Monday, June 17, 2013

To the thirsty of the world - I apologise

I have a sneaking suspicion that I may have just done something rather abhorrent. Not only that, but I have been doing it for some time without a second thought, up to four and five times a day. It’s not that it is the first time it made me feel a bit naughty or guilty even, but I made the mistake of looking into the issue a bit deeper, although not literally (that denial will make sense in a bit) and it really does seem to be a first world practice that isn’t really garnering the attention it deserves.

First a bit of background.

Last summer in Australia, the summer of 2012/2013, it was the hottest year on record. The Bureau of Meteorology had to add two extra colours to its heat maps to deal with the extreme temperatures, and nearly the whole country was experiencing severe temperatures at the same time. It was pretty hot! We had terrible bush fires (wild fires as they are called in other countries), nasty cyclones and then we had floods just to rub it in.

Meanwhile, in the rest of the world, it was a similar story. Droughts, floods, cyclones, storms, cold snaps, you name it, they were on the go somewhere.

But it is the severe drought bit that really strikes a chord, especially in countries that have been ravaged by drought for so long, and are in the midst of serious death tolls as a result of failed crops, dying cattle, and the general horror that such a situation brings with it. Australians are generally pretty sympathetic to drought. It is ingrained in our psyche.

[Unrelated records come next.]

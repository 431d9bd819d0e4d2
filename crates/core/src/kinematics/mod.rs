//! Motion of the judgment line.
//!
//! Every pattern except [`MotionPattern::RandomJump`] is a pure function of
//! the elapsed song time. Random jumps keep the last pose between ticks and
//! only resample it at jump instants, using an injected generator so runs can
//! be reproduced from a seed.

use rand::{rngs::StdRng, Rng, SeedableRng};
use serde::{Deserialize, Serialize};

pub const BASE_X: f64 = 640.0;
pub const BASE_Y: f64 = 500.0;
pub const DEFAULT_AMPLITUDE: f64 = 100.0;

/// Per-tick probability of a random jump is `1 - JUMP_THRESHOLD`.
const JUMP_THRESHOLD: f64 = 0.98;
const JUMP_X_RANGE: std::ops::RangeInclusive<i32> = 200..=1000;
const JUMP_Y_RANGE: std::ops::RangeInclusive<i32> = 300..=600;

#[derive(Debug, Clone, Copy, PartialEq, Eq, Default, Serialize, Deserialize)]
#[serde(rename_all = "snake_case")]
pub enum MotionPattern {
    #[default]
    Sine,
    Circle,
    RandomJump,
    Zigzag,
}

/// Position and rotation (degrees) of the judgment line.
#[derive(Debug, Clone, Copy, PartialEq, Serialize, Deserialize)]
pub struct JudgmentLinePose {
    pub x: f64,
    pub y: f64,
    pub angle: f64,
}

impl Default for JudgmentLinePose {
    fn default() -> Self {
        Self {
            x: BASE_X,
            y: BASE_Y,
            angle: 0.0,
        }
    }
}

impl JudgmentLinePose {
    /// Expresses a screen point in the line's local frame by rotating the
    /// offset by `-angle`.
    pub fn to_line_frame(&self, px: f64, py: f64) -> (f64, f64) {
        let (sin, cos) = (-self.angle).to_radians().sin_cos();
        let dx = px - self.x;
        let dy = py - self.y;
        (dx * cos - dy * sin, dx * sin + dy * cos)
    }
}

impl MotionPattern {
    /// Pose for the deterministic patterns. Components a pattern does not
    /// drive are carried over from `previous`; random jumps return it as is.
    pub fn pose(self, t_ms: f64, amplitude: f64, previous: JudgmentLinePose) -> JudgmentLinePose {
        match self {
            MotionPattern::Sine => JudgmentLinePose {
                x: BASE_X + (t_ms / 800.0).sin() * amplitude,
                y: BASE_Y + (t_ms / 1200.0).sin() * amplitude * 0.5,
                angle: (t_ms / 1000.0).sin() * 30.0,
            },
            MotionPattern::Circle => JudgmentLinePose {
                x: BASE_X + (t_ms / 1200.0).cos() * amplitude,
                y: BASE_Y + (t_ms / 1200.0).sin() * amplitude,
                angle: previous.angle,
            },
            MotionPattern::RandomJump => previous,
            MotionPattern::Zigzag => {
                let s = t_ms / 1000.0;
                JudgmentLinePose {
                    x: BASE_X + (2.0 * s).sin() * amplitude,
                    y: BASE_Y + (3.0 * s).sin() * amplitude * 0.5,
                    angle: s.sin() * 45.0,
                }
            }
        }
    }
}

#[derive(Debug, Clone)]
pub struct JudgmentLine {
    pattern: MotionPattern,
    amplitude: f64,
    pose: JudgmentLinePose,
    rng: StdRng,
}

impl JudgmentLine {
    pub fn new(pattern: MotionPattern, amplitude: f64, seed: u64) -> Self {
        Self {
            pattern,
            amplitude,
            pose: JudgmentLinePose::default(),
            rng: StdRng::seed_from_u64(seed),
        }
    }

    pub fn pattern(&self) -> MotionPattern {
        self.pattern
    }

    pub fn set_pattern(&mut self, pattern: MotionPattern) {
        self.pattern = pattern;
    }

    pub fn amplitude(&self) -> f64 {
        self.amplitude
    }

    pub fn pose(&self) -> JudgmentLinePose {
        self.pose
    }

    /// Pose at `t_ms` without advancing any state.
    pub fn pose_at(&self, t_ms: f64) -> JudgmentLinePose {
        self.pattern.pose(t_ms, self.amplitude, self.pose)
    }

    /// Recomputes the pose for a new tick.
    pub fn update(&mut self, t_ms: f64) -> JudgmentLinePose {
        self.pose = match self.pattern {
            MotionPattern::RandomJump => {
                if self.rng.random::<f64>() > JUMP_THRESHOLD {
                    let pose = JudgmentLinePose {
                        x: f64::from(self.rng.random_range(JUMP_X_RANGE)),
                        y: f64::from(self.rng.random_range(JUMP_Y_RANGE)),
                        angle: self.pose.angle,
                    };
                    tracing::trace!(x = pose.x, y = pose.y, "judgment line jumped");
                    pose
                } else {
                    self.pose
                }
            }
            pattern => pattern.pose(t_ms, self.amplitude, self.pose),
        };
        self.pose
    }

    pub fn reset(&mut self, seed: u64) {
        self.pose = JudgmentLinePose::default();
        self.rng = StdRng::seed_from_u64(seed);
    }
}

Images of dead and mummified sheep and kangaroos dotted about a dried up waterhole are pretty common during summer, and we all know how it feels to be outside on a stinking hot summers day, and the relief a bit of shade and a cold drink can bring!

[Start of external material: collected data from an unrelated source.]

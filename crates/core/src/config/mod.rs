use std::{fmt, str::FromStr};

use serde::{Deserialize, Serialize};

use crate::{
    achievements::ALL_SONGS, judge::DEFAULT_HIT_RADIUS, kinematics::DEFAULT_AMPLITUDE, Difficulty,
    JudgeError, MotionPattern, RecordingSettings, ResolveStrategy, Result,
};

/// Top-level configuration of a game session.
#[derive(Debug, Clone, PartialEq, Serialize, Deserialize)]
#[serde(default, deny_unknown_fields)]
pub struct EngineConfig {
    pub line: LineConfig,
    pub judge: JudgeConfig,
    pub calibration_enabled: bool,
    /// Seed for note generation and random jumps. `None` draws from entropy.
    pub seed: Option<u64>,
    pub replay: RecordingSettings,
}

impl Default for EngineConfig {
    fn default() -> Self {
        Self {
            line: LineConfig::default(),
            judge: JudgeConfig::default(),
            calibration_enabled: true,
            seed: None,
            replay: RecordingSettings::default(),
        }
    }
}

impl EngineConfig {
    pub fn from_json_str(json: &str) -> Result<Self> {
        let config: Self = serde_json::from_str(json)?;
        if config.judge.hit_radius.is_nan() || config.judge.hit_radius <= 0.0 {
            return Err(JudgeError::msg(format!(
                "hit radius must be positive, got {}",
                config.judge.hit_radius
            )));
        }
        Ok(config)
    }
}

#[derive(Debug, Clone, PartialEq, Serialize, Deserialize)]
#[serde(default, deny_unknown_fields)]
pub struct LineConfig {
    pub pattern: MotionPattern,
    pub amplitude: f64,
}

impl Default for LineConfig {
    fn default() -> Self {
        Self {
            pattern: MotionPattern::Sine,
            amplitude: DEFAULT_AMPLITUDE,
        }
    }
}

#[derive(Debug, Clone, PartialEq, Serialize, Deserialize)]
#[serde(default, deny_unknown_fields)]
pub struct JudgeConfig {
    pub hit_radius: f64,
    pub strategy: ResolveStrategy,
}

impl Default for JudgeConfig {
    fn default() -> Self {
        Self {
            hit_radius: DEFAULT_HIT_RADIUS,
            strategy: ResolveStrategy::EarliestScheduled,
        }
    }
}

#[derive(Debug, Clone, Copy, PartialEq, Eq, Default, Serialize, Deserialize)]
#[serde(rename_all = "snake_case")]
pub enum Skin {
    #[default]
    Default,
    Neon,
    Pastel,
}

impl FromStr for Skin {
    type Err = JudgeError;

    fn from_str(value: &str) -> Result<Self> {
        match value.trim().to_ascii_lowercase().as_str() {
            "default" => Ok(Skin::Default),
            "neon" => Ok(Skin::Neon),
            "pastel" => Ok(Skin::Pastel),
            _ => Err(JudgeError::msg(format!("unknown skin `{value}`"))),
        }
    }
}

impl fmt::Display for Skin {
    fn fmt(&self, f: &mut fmt::Formatter<'_>) -> fmt::Result {
        let name = match self {
            Skin::Default => "default",
            Skin::Neon => "neon",
            Skin::Pastel => "pastel",
        };
        f.write_str(name)
    }
}

/// Persisted player progress. Reading and writing the file is the caller's
/// job; this type only validates what was read.
#[derive(Debug, Clone, Copy, PartialEq, Eq, Default, Serialize)]
pub struct Progress {
    pub completed_songs: u32,
    pub unlocked_achievements: u32,
    pub difficulty: Difficulty,
    pub skin: Skin,
}

#[derive(Deserialize)]
#[serde(default)]
struct RawProgress {
    completed_songs: u32,
    unlocked_achievements: u32,
    difficulty: String,
    skin: String,
}

impl Default for RawProgress {
    fn default() -> Self {
        Self {
            completed_songs: 0,
            unlocked_achievements: 0,
            difficulty: Difficulty::default().to_string(),
            skin: Skin::default().to_string(),
        }
    }
}

impl Progress {
    pub fn from_json_str(json: &str) -> Result<Self> {
        let raw: RawProgress = serde_json::from_str(json)?;
        Ok(Self {
            completed_songs: raw.completed_songs.min(ALL_SONGS),
            unlocked_achievements: raw.unlocked_achievements,
            difficulty: raw.difficulty.parse()?,
            skin: raw.skin.parse()?,
        })
    }

    pub fn to_json_string(&self) -> Result<String> {
        Ok(serde_json::to_string_pretty(self)?)
    }
}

Which brings me to my actions which are causing my unease. That is, I just flushed about four litres of perfectly good drinking water down the toilet! In Australia! The land that brags about being ‘the sunburnt country”.

In fact, to add insult to injury, I casually pissed in it first, then without a second thought, flushed it away. What a terrible thing to do. It was, prior to my actions at least, clean, clear, presumably treated to the same standard as the water that comes out of the tap in the kitchen that I drink from, from the same pipe redirected under my house to my toilet. Potable in other words, meaning safe for human consumption.

How ridiculous that in a country that is one of the driest on earth, we are so arrogant as to behave in such a disrespectful way. In the United Kingdom, it is estimated that about two billion (yes, billion!) litres of fresh water is flushed down the toilets of the nation every single day. In Australia, if you take a look at one city, the nations Capital, Canberra, you can get an idea of the situation. Estimates have put the wastage there at an average of just under 280,000 litres per year, per household.

So, I feel like a should apologise to the masses dying of thirst in sub-Saharan Africa, or dying of disease for want of clean drinking water anywhere in the developing world. Or to farmers watching there livestock suffer, their crops wilt, their livelihoods dry up. I know that my not crapping in perfectly good drinking water and flushing it away won’t make any difference to your plight, but I just hope that as the aspirational masses of the world continue to rise up and meet the middle class ‘values’ of the West, some new thinking entrepreneur can get it right and teach us all a lesson!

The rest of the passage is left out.